二月十八,是个宜婚嫁的好日子,京都挑在这一日成亲的非常多,喜乐声时不时从各个方向传来。
陈家门家也不如头两日冷清。
在这京都最是讲究个体面,和陈家素来有往来的人此时也都派了人前来送陈柯最后一程,只是前来的人要么是旁支族亲,要么是庶子庶侄,总归是全了和陈家的交情,以后若陈家能有翻身之日,说起来也不算是撕破了脸。
陈维跪在最前边,领着庶弟和族中兄弟跟着法师的指示一步步走完繁琐流程,哀乐跟着法师去院子里继续,那些凑在一起嘴巴没闲下来过的人说的话也听得清了。
“我记着陈大人刚升五品?”
“可不是,五品就有了入朝的资格,这一步跨得可不小,没想到第一次上朝就成了最后一次。

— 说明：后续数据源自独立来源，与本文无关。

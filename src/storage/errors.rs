//! Storage error types
//!
//! Error codes:
//! - ROSTER_STORAGE_WRITE_FAILED (ERROR severity)
//! - ROSTER_STORAGE_READ_FAILED (ERROR severity)
//! - ROSTER_DATA_CORRUPTION (FATAL severity)

use std::fmt;
use std::io;

/// Severity levels for storage errors
#[derive(Debug, Clone, Copy, PartialEq, Eq)]
pub enum Severity {
    /// Operation fails, server continues
    Error,
    /// The store cannot be trusted and must not be opened
    Fatal,
}

impl fmt::Display for Severity {
    fn fmt(&self, f: &mut fmt::Formatter<'_>) -> fmt::Result {
        match self {
            Severity::Error => write!(f, "ERROR"),
            Severity::Fatal => write!(f, "FATAL"),
        }
    }
}

/// Storage-specific error codes
#[derive(Debug, Clone, Copy, PartialEq, Eq)]
pub enum StorageErrorCode {
    /// Record append or fsync failed
    WriteFailed,
    /// Log file could not be opened or read
    ReadFailed,
    /// Checksum mismatch, truncated record or undecodable body
    DataCorruption,
}

impl StorageErrorCode {
    /// Returns the string code
    pub fn code(&self) -> &'static str {
        match self {
            StorageErrorCode::WriteFailed => "ROSTER_STORAGE_WRITE_FAILED",
            StorageErrorCode::ReadFailed => "ROSTER_STORAGE_READ_FAILED",
            StorageErrorCode::DataCorruption => "ROSTER_DATA_CORRUPTION",
        }
    }

    /// Returns the severity level for this error
    pub fn severity(&self) -> Severity {
        match self {
            StorageErrorCode::WriteFailed | StorageErrorCode::ReadFailed => Severity::Error,
            StorageErrorCode::DataCorruption => Severity::Fatal,
        }
    }
}

impl fmt::Display for StorageErrorCode {
    fn fmt(&self, f: &mut fmt::Formatter<'_>) -> fmt::Result {
        write!(f, "{}", self.code())
    }
}

/// Storage error with code, message and optional context
#[derive(Debug)]
pub struct StorageError {
    code: StorageErrorCode,
    message: String,
    details: Option<String>,
    source: Option<io::Error>,
}

impl StorageError {
    /// Write or fsync failure
    pub fn write_failed(message: impl Into<String>, source: io::Error) -> Self {
        Self {
            code: StorageErrorCode::WriteFailed,
            message: message.into(),
            details: None,
            source: Some(source),
        }
    }

    /// Open or read failure
    pub fn read_failed(message: impl Into<String>, source: io::Error) -> Self {
        Self {
            code: StorageErrorCode::ReadFailed,
            message: message.into(),
            details: None,
            source: Some(source),
        }
    }

    /// Corruption without positional context
    pub fn data_corruption(message: impl Into<String>) -> Self {
        Self {
            code: StorageErrorCode::DataCorruption,
            message: message.into(),
            details: None,
            source: None,
        }
    }

    /// Corruption found at a byte offset of the log
    pub fn corruption_at_offset(offset: u64, reason: impl Into<String>) -> Self {
        Self {
            code: StorageErrorCode::DataCorruption,
            message: reason.into(),
            details: Some(format!("byte_offset: {}", offset)),
            source: None,
        }
    }

    /// Corruption tied to a specific document
    pub fn corruption_for_document(document_id: &str, reason: impl Into<String>) -> Self {
        Self {
            code: StorageErrorCode::DataCorruption,
            message: reason.into(),
            details: Some(format!("document_id: {}", document_id)),
            source: None,
        }
    }

    pub fn code(&self) -> StorageErrorCode {
        self.code
    }

    pub fn severity(&self) -> Severity {
        self.code.severity()
    }

    pub fn message(&self) -> &str {
        &self.message
    }

    pub fn details(&self) -> Option<&str> {
        self.details.as_deref()
    }

    /// Returns whether the store must refuse to open
    pub fn is_fatal(&self) -> bool {
        self.severity() == Severity::Fatal
    }
}

impl fmt::Display for StorageError {
    fn fmt(&self, f: &mut fmt::Formatter<'_>) -> fmt::Result {
        write!(
            f,
            "[{}] {}: {}",
            self.code.severity(),
            self.code.code(),
            self.message
        )?;
        if let Some(ref details) = self.details {
            write!(f, " ({})", details)?;
        }
        Ok(())
    }
}

impl std::error::Error for StorageError {
    fn source(&self) -> Option<&(dyn std::error::Error + 'static)> {
        self.source
            .as_ref()
            .map(|e| e as &(dyn std::error::Error + 'static))
    }
}

/// Result type for storage operations
pub type StorageResult<T> = Result<T, StorageError>;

”
陈维看着父亲的灵位,不由得想起和父亲最后一次见面。
家中向来一同用早膳,那日父亲起得尤其早,意气风发,身上的每一样东西都是新的,眼角眉梢全是笑,还告诫他要努力,将来踩着他的肩膀走得更高,让陈家在他们父子手里发扬光大。
他替父亲高兴,自然也是满口应好。
一路从后院走到马车前,父亲整理了数次他的朝服,听母亲说,父亲一晚上没睡,穿着这身朝服一直练习怎么跪,怎么拜,其他时候腰要弯成什么样的弧度,就怕自己做得不好被人看低。
他的父亲,自升迁为工部司郎中就没有半分懈怠,下江南一趟瘦了一大圈也没有半句怨言。
他是真的以为,陈家要起来了,并为此更加努力。